Even when estimates include thousands of excess deaths, likely to be caused by COVID-19 but not officially recorded as such, the death rate in Africa has been lower than many experts had predicted. The pandemic is now off peak.

The number of new African cases has been dropping for the past two months.

Pieces to the puzzle

Experts cited several possible factors to explain the lower rates of death and illness in Africa, emphasising that more study is required. These were stated partly as the factors, with further study being taken.

● Africa’s youthful population. Only about three percent of Africans are over the age of 65, the age group in which illness and death from the COVID-19 are most common.

● More than 90 percent of African cases are among people under the age of 60, who are better able to shrug off the virus.

“Majority of Africans live in rural settings, which by nature are distanced hence social distancing is maintained,” Sam Agatre Okuonzi, a Ugandan health researcher and hospital administrator, agreed that Africa’s risk may have been reduced by its larger rural population.

● Death rates have been higher in Algeria and South Africa, where a larger percentage of the population is over the age of 65, Dr Matshidiso Moeti, director, WHO Africa region noted.

Rural settings

As Zimbabweans, the majority of African people reside in the rural areas.

The environment and air is clean.

“The virus doesn’t transmit very well outdoors. Africa has a significant population that is rural and spends a lot of time outdoors,” Francisca Mutapi, professor of global health infection and immunity at the University of Edinburgh, said during the briefing.

Lockdown effect

A third factor was the imposition of early strict lockdowns in many African countries, at a time when case numbers were still few. 

This broke the worst of the pandemic as it allowed hospitals and health workers to be better prepared and get the requisite Personal Protective Equipment (PPE).

In Zimbabwe, President, Emmerson Mnangagwa decreed a State of Emergency, with schools closing a week earlier on March 24. The nation went into a total lockdown on March 30, with only essential services permitted to go to work.

“We can resuscitate the economy later, but we can’t resuscitate a dead person,” the President was on record saying.

The lockdown was painful but it averted a crisis with 33 000 infections having been predicted by May. Today, Zimbabwe had recorded 7 816 as of September 28.

The virus does not move but is moved by humans, it did not find a highway into the rural communities, which in most instances are hard to reach.
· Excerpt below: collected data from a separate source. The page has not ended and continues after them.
use libadwaita as adw;

use adw::prelude::*;

use pokepairs::Error;

/// Tells the player the game cannot start. Any response quits.
pub fn show_error_dialog(app: &adw::Application, error: &Error) -> adw::AlertDialog {
    let dialog = adw::AlertDialog::new(
        Some("Could not start the game"),
        Some(&format!("The cards could not be loaded.\n{error}")),
    );
    dialog.add_response("quit", "Quit");
    dialog.set_default_response(Some("quit"));
    dialog.set_close_response("quit");
    dialog.connect_response(None, {
        let app = app.clone();
        move |_, _| app.quit()
    });
    dialog.present(app.active_window().as_ref());
    dialog
}
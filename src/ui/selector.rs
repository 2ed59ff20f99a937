use std::cell::Cell;
use std::rc::Rc;

use gtk4 as gtk;
use gtk4::prelude::*;
use libadwaita as adw;
use adw::prelude::*;

use pokepairs::game::{DIFFICULTY_OPTIONS, Difficulty};

const PAGE_CHOICES: &str = "choices";
const PAGE_LOADING: &str = "loading";

/// The small window shown at launch. It offers the three board sizes and,
/// once one is picked, turns into a loading indicator until the board is ready.
#[derive(Clone)]
pub struct Selector {
    pub window: adw::ApplicationWindow,
    stack: gtk::Stack,
    loading_label: gtk::Label,
    chosen: Rc<Cell<Option<Difficulty>>>,
}

impl Selector {
    pub fn show_loading(&self, difficulty: Difficulty) {
        self.loading_label
            .set_text(&format!("Fetching {} cards…", difficulty.pair_count()));
        self.stack.set_visible_child_name(PAGE_LOADING);
        self.window.set_deletable(false);
    }
}

fn add_choice_row(content: &gtk::Box, label: &str, on_select: impl Fn() + 'static) {
    let button = gtk::Button::with_label(label);
    button.set_hexpand(true);
    button.set_size_request(-1, 42);
    button.add_css_class("choice-button");
    button.connect_clicked(move |_| on_select());
    content.append(&button);
}

pub fn build_selector_window(
    app: &adw::Application,
    on_select: impl Fn(&Selector, Difficulty) + 'static,
) -> Selector {
    let title = gtk::Label::new(Some("Select Difficulty"));
    title.add_css_class("dialog-header-title");
    title.set_halign(gtk::Align::Center);

    let header = adw::HeaderBar::new();
    header.set_title_widget(Some(&title));
    header.add_css_class("flat");

    let content = gtk::Box::new(gtk::Orientation::Vertical, 10);
    content.set_margin_top(16);
    content.set_margin_bottom(16);
    content.set_margin_start(16);
    content.set_margin_end(16);

    let loading = gtk::Box::new(gtk::Orientation::Vertical, 12);
    loading.set_valign(gtk::Align::Center);
    loading.set_margin_top(16);
    loading.set_margin_bottom(16);
    let spinner = adw::Spinner::new();
    spinner.set_size_request(32, 32);
    let loading_label = gtk::Label::new(None);
    loading_label.add_css_class("dim-label");
    loading.append(&spinner);
    loading.append(&loading_label);

    let stack = gtk::Stack::new();
    stack.set_transition_type(gtk::StackTransitionType::Crossfade);
    stack.add_named(&content, Some(PAGE_CHOICES));
    stack.add_named(&loading, Some(PAGE_LOADING));
    stack.set_visible_child_name(PAGE_CHOICES);

    let toolbar = adw::ToolbarView::new();
    toolbar.add_top_bar(&header);
    toolbar.set_content(Some(&stack));

    let window = adw::ApplicationWindow::builder()
        .application(app)
        .title("Select Difficulty")
        .default_width(280)
        .resizable(false)
        .content(&toolbar)
        .build();

    let selector = Selector {
        window,
        stack,
        loading_label,
        chosen: Rc::new(Cell::new(None)),
    };

    let on_select = Rc::new(on_select);
    for difficulty in DIFFICULTY_OPTIONS {
        add_choice_row(&content, &difficulty.label(), {
            let selector = selector.clone();
            let on_select = on_select.clone();
            move || {
                if selector.chosen.get().is_some() {
                    return;
                }
                selector.chosen.set(Some(difficulty));
                on_select(&selector, difficulty);
            }
        });
    }

    selector.window.connect_close_request({
        let chosen = selector.chosen.clone();
        move |_| {
            if chosen.get().is_none() {
                tracing::info!("difficulty selection dismissed, not starting a game");
            }
            gtk::glib::Propagation::Proceed
        }
    });

    selector
}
African rural settings have no airports to boost migration.

The First World, which is easily connected through airways, in no time had an exponential infection rate.

The world has lessons to learn from Africa. 

The worst pandemic in the century has not had a devastating impact in Africa in the same way it has crippled the better equipped First World.

For now, Africa has to remain alert, continue to maintain social distancing and eat healthy, wholesome, unprocessed natural foods to boost the immune system.